# Jake is in pain....



## dmgalley (Aug 19, 2012)

My poor little man got a shot today, Leptospirosis. Has anyone gotten this for their poo? It was an optional one. 
He is in so much pain he won't walk. We have to carry him in and out to go to pee. When he wants to go someplace he just stands there and looks at us until we come get him. (thank God Willow seems to just know he is hurt and is staying away) 
He has never reacted to any shot or medicine he has ever had. Wishing we had skipped this one


----------



## flowerchild (Mar 21, 2012)

Oh, poor Jake! I haven't had that problem, but hope it's like the flu shot and he's just sore for a day or too. Hope he's better tomorrow!


----------



## Nanci (Mar 1, 2012)

OMG Donna!! Did you call the vet and see if this is normal? Poor little Jake . .


----------



## dmgalley (Aug 19, 2012)

Nanci said:


> OMG Donna!! Did you call the vet and see if this is normal? Poor little Jake . .
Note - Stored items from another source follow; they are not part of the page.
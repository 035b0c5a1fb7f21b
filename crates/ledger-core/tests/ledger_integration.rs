mod helpers;

use helpers::{create_chain, create_parties};
use ledger_core::{
    chain::genesis_previous_hash, party::exchange_public_keys, CandidateBlock, Chain,
    LedgerConfig, Transaction,
};
use std::time::Duration;

const BUDGET: Duration = Duration::from_secs(30);

fn issue(chain: &mut Chain, from: &str, to: &str, value: u64) -> Transaction {
    let tx = chain
        .party_mut(from)
        .expect("known party")
        .create_transaction(to, value)
        .expect("transaction should be issued");
    chain.admit_to_pool(tx.clone());
    tx
}

#[test]
fn genesis_only_chain_is_valid() {
    let chain = create_chain(1);
    assert_eq!(chain.len(), 1);
    assert_eq!(chain.validate_chain(), (true, "valid".to_string()));
}

#[test]
fn validate_chain_is_idempotent() {
    let mut chain = create_chain(3);
    issue(&mut chain, "Party_0", "Party_2", 50);
    let block = chain.seal_next_block(BUDGET).expect("block should seal");
    assert!(chain.admit_block(block));
    let first = chain.validate_chain();
    for _ in 0..3 {
        assert_eq!(chain.validate_chain(), first);
    }
    assert!(first.0);
}

#[test]
fn transfer_scenario() {
    let mut parties = create_parties(3);
    exchange_public_keys(&mut parties);
    let tx = parties[0]
        .create_transaction("Party_1", 100)
        .expect("transaction should be issued");
    assert_eq!(parties[0].balance(), 900);
    assert!(parties[1].verify_transaction(&tx));
    assert!(parties[2].verify_transaction(&tx));
}

#[test]
fn zero_value_transaction_is_rejected() {
    let mut parties = create_parties(2);
    exchange_public_keys(&mut parties);
    assert!(parties[0].create_transaction("Party_1", 0).is_none());
    assert_eq!(parties[0].balance(), 1000);
}

#[test]
fn balance_never_goes_negative() {
    let mut parties = create_parties(2);
    exchange_public_keys(&mut parties);
    let mut spent = 0;
    for value in [400, 400, 400, 150, 60, 50] {
        let before = parties[0].balance();
        match parties[0].create_transaction("Party_1", value) {
            Some(_) => {
                spent += value;
                assert_eq!(parties[0].balance(), before - value);
            }
            None => {
                assert!(value > before);
                assert_eq!(parties[0].balance(), before);
            }
        }
    }
    assert_eq!(parties[0].balance(), 1000 - spent);
}

#[test]
fn tampered_transaction_fails_while_original_verifies() {
    let mut parties = create_parties(2);
    exchange_public_keys(&mut parties);
    let tx = parties[0].create_transaction("Party_1", 100).unwrap();
    let mut json = serde_json::to_value(&tx).unwrap();
    json["value"] = serde_json::json!(101);
    let tampered: Transaction = serde_json::from_value(json).unwrap();
    assert!(!parties[1].verify_transaction(&tampered));
    assert!(parties[1].verify_transaction(&tx));
}

#[test]
fn mismatched_previous_hash_is_rejected() {
    let mut chain = create_chain(2);
    let forged = CandidateBlock::new(1, genesis_previous_hash(), vec![], 1_600_000_000)
        .seal(chain.config().difficulty, BUDGET)
        .unwrap();
    assert!(!chain.verify_block(&forged));
    assert!(!chain.admit_block(forged));
    assert_eq!(chain.len(), 1);
}

#[test]
fn sealed_blocks_meet_difficulty_and_link() {
    let mut chain = create_chain(4);
    for round in 0..3 {
        for i in 0..4 {
            let to = format!("Party_{}", (i + 1) % 4);
            issue(&mut chain, &format!("Party_{i}"), &to, 10 + round);
        }
        let block = chain.seal_next_block(BUDGET).expect("block should seal");
        assert!(block.hash().starts_with("00"));
        assert!(chain.admit_block(block));
    }
    assert!(chain.pool().is_empty());
    for (i, pair) in chain.blocks().windows(2).enumerate() {
        assert_eq!(pair[1].index(), i as u64 + 1);
        assert_eq!(pair[1].previous_hash(), pair[0].hash());
    }
    assert_eq!(chain.total_transactions(), 12);
    assert_eq!(chain.total_blocks(), 4);
    assert_eq!(chain.validate_chain(), (true, "valid".to_string()));
}

#[test]
fn pool_is_fifo_and_capped_per_block() {
    let config = LedgerConfig {
        max_transactions_per_block: 2,
        ..LedgerConfig::default()
    };
    let mut chain = Chain::initialize(create_parties(3), config).unwrap();
    let first = issue(&mut chain, "Party_0", "Party_1", 1);
    let second = issue(&mut chain, "Party_1", "Party_2", 2);
    let third = issue(&mut chain, "Party_2", "Party_0", 3);

    let block = chain.seal_next_block(BUDGET).unwrap();
    assert_eq!(block.transactions(), &[first, second]);
    assert!(chain.admit_block(block));
    assert_eq!(chain.pool(), &[third]);
}

#[test]
fn resubmitting_an_admitted_block_is_rejected() {
    let mut chain = create_chain(2);
    issue(&mut chain, "Party_0", "Party_1", 5);
    let block = chain.seal_next_block(BUDGET).unwrap();
    assert!(chain.admit_block(block.clone()));
    assert!(!chain.admit_block(block));
    assert_eq!(chain.len(), 2);
}

#[test]
fn one_endorsement_is_enough_to_admit() {
    let mut chain = create_chain(3);
    let tx = issue(&mut chain, "Party_0", "Party_1", 600);
    let sender = chain.party("Party_0").expect("known party");
    assert_eq!(sender.balance(), 400);
    assert!(!sender.verify_transaction(&tx));
    assert!(chain.party("Party_1").unwrap().verify_transaction(&tx));

    let block = chain.seal_next_block(BUDGET).expect("block should seal");
    assert!(chain.admit_block(block));
    assert!(chain.pool().is_empty());
    assert_eq!(chain.validate_chain(), (true, "valid".to_string()));
}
She said he might be in pain because of all the shots it was the worst one, but if he is not better in the morning she is getting a call. I have been beside myself all afternoon.


----------



## dio.ren (Jan 18, 2013)

Poor Jake (((hugs))) for him. What is that shot for I never heard of that?? Hope he will feel better soon cause he is my favorite little guy


----------



## Von (Nov 1, 2012)

Poor little Jake, big hugs for you both from us. We had no experience of post jab problems until we had Meadow. Jenna was just normally uncomfortable, but Meadow became almost comatose, she cried when we touched her and wouldn't even get out of bed. Her gums were very pale and we were very worried. When I rang the vet we had the same advice as you, M improved slowly and by the end of the second day she was fine. I think it is sometimes the serum the vaccine is in that causes the problem. 

:hug:


----------



## Marzi (Sep 17, 2012)

Oh poor Jakeyboy....
I hope that you see some improvement soon and he is soon back to his normal gorgeous self.


----------



## RuthMill (Jun 30, 2012)

Oh poor little Jake! What a nasty vaccination... He probably feels like he has a nasty flu. Let us know how he gets on and what the vet says. Sounds horrible. Hugs to all xxx


----------



## Lynn<3 (Jul 4, 2011)

How is Jake doing this morning? Better, I hope?


----------



## dmgalley (Aug 19, 2012)

Lynn<3 said:


> How is Jake doing this morning? Better, I hope?


He woke up bright eyed and bushy "tailed"! (thank God)
I on the other hand look like I was hit by a bus.  I woke up 100 times at least to check on him. Have you any idea how lightly a poo can breath when sleeping? I had myself convinced many times that he was not breathing and was wishing I could just hold a mirror under his nose. It is amazing he slept through it all!! (it is little wonder both my kids have sleeping issues  as I always "checked" them too)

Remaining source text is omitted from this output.